I think I come from a long line of wierd moms. I am pretty odd but it may take age and wisdom to live up those that came before me. There was a baptist camp near my grandmothers cottage, and they had set up a singing circle on her property and would go sing and whoop and holler pretty late into the night. ( Like after dark in Southern Alberta in July late) So one evening my grandmother organised all the grandkids to go seranade the baptists from the dark outside their circle with such family favorites as * “She’ll Be Coming Round the Mountain When She Comes”*and “Blood on the Saddle”. When the pastor came out to yell at us, there we were telling him our grandmother told us to, but she was long gone. ( Come to think of it she was long gone when we got caught on the potato raid she organised in the local farmer field too) I hope that I can live up to the expectations of my ancestresses by carrying on the tradition.
I used to do a whole French waiter routine while feeding my son breakfast when he was little. I would give him a little notebook and let him pick off the menu, and tell him what the specialite du jour was, in a lame French accent. Then he would pick out which vintage of formula would go well with his cereal (“Ahh, ze Chateau du Soy 1989 - excellent choice, m’sieur!”), and he would smell the bottle cap to be sure the formula wasn’t corked.
Part of the fun of having children is having an excuse to do oddball stuff and blame it on them. Maybe it is weird - he had fun, I had fun, he always enjoyed his breakfast - everyone happy, no one got hurt. Of course, once my wife woke up early and saw me with the towel over my arm discussing the menu with him, but she already knew I have serious reality issues, so…
One day in the grocery store when UvulaDaughter was a toddler, I climbed into the store’s glass-doored ice locker and waited.
Mrs. Uvula rounded the corner with the shopping cart, UvulaDaughter seated in the infant seat. I stared out from the ice locker at them, my hands and face pressed against the glass, and cried, “Freezing…solid…help…me…” The kid laughed so hard I thought she was going to fall out of the seat.

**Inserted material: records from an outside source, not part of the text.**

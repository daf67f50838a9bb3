//! Type mapping from [`DataType`] to SeaQuery `ColumnDef` types.

use super::data_type::DataType;
use super::definition::ColumnDefinition;
use sea_query::ColumnDef;

/// Default length used when a character column reaches here without one.
const DEFAULT_STRING_LEN: u32 = 255;

/// Apply the column's storage type to a SeaQuery `ColumnDef`.
///
/// - Varchar / Nvarchar / Enum → `.string_len(max_length)`
/// - TinyInt → `.tiny_unsigned()`
/// - Int → `.integer()`, Long → `.big_integer()`
/// - Boolean → `.boolean()`
/// - Decimal → `.decimal_len(max_length, precision)`, Double → `.double()`
/// - DateTime → `.date_time()`, DateTimeOffset → `.timestamp_with_time_zone()`
/// - Blob → `.binary()`, Guid → `.uuid()`
pub(crate) fn apply_column_type(column: &ColumnDefinition, def: &mut ColumnDef) {
    match column.data_type {
        DataType::Varchar | DataType::Nvarchar | DataType::Enum => {
            def.string_len(column.max_length.unwrap_or(DEFAULT_STRING_LEN));
        }
        DataType::TinyInt => {
            def.tiny_unsigned();
        }
        DataType::Int => {
            def.integer();
        }
        DataType::Long => {
            def.big_integer();
        }
        DataType::Boolean => {
            def.boolean();
        }
        DataType::Decimal => match (column.max_length, column.precision) {
            (Some(len), Some(prec)) => {
                def.decimal_len(len, prec);
            }
            _ => {
                def.decimal();
            }
        },
        DataType::Double => {
            def.double();
        }
        DataType::DateTime => {
            def.date_time();
        }
        DataType::DateTimeOffset => {
            def.timestamp_with_time_zone();
        }
        DataType::Blob => {
            def.binary();
        }
        DataType::Guid => {
            def.uuid();
        }
    }
}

UvulaDaughter’s in high school now. She still remembers Dad in the ice locker - in fact, she considers it her earliest memory.
Weirdness has stood me in good stead over the years. I have a great relationship with my daughter and her friends (who regard me as the cool Dad) and - rare for a teenager - she’s not embarrassed to be seen in public with me. It’s not because we don’t have rules or discipline. It’s just because I remember what it was like to be a kid, and I don’t let maturity get in the way of enjoying my family.
So, dragongirl, I feel for you. It’s obvious from your other threads that the bitch next door is the problem, not you.
dragongirl keep an eye on your neighbor’s kids a bit. You maybe weird, which the rest of us think is a good thing, but from the things you have posted, there is something kind of off about this woman. It is probably just as well she won’t let the kids play in her house you are better off having your kids within someone’s eyesight whenever she is with them. I am not sure exactly what I am trying to say, its just there is something wrong with that complete insistancy on normalacy, particularly when her perception of it is so scewed.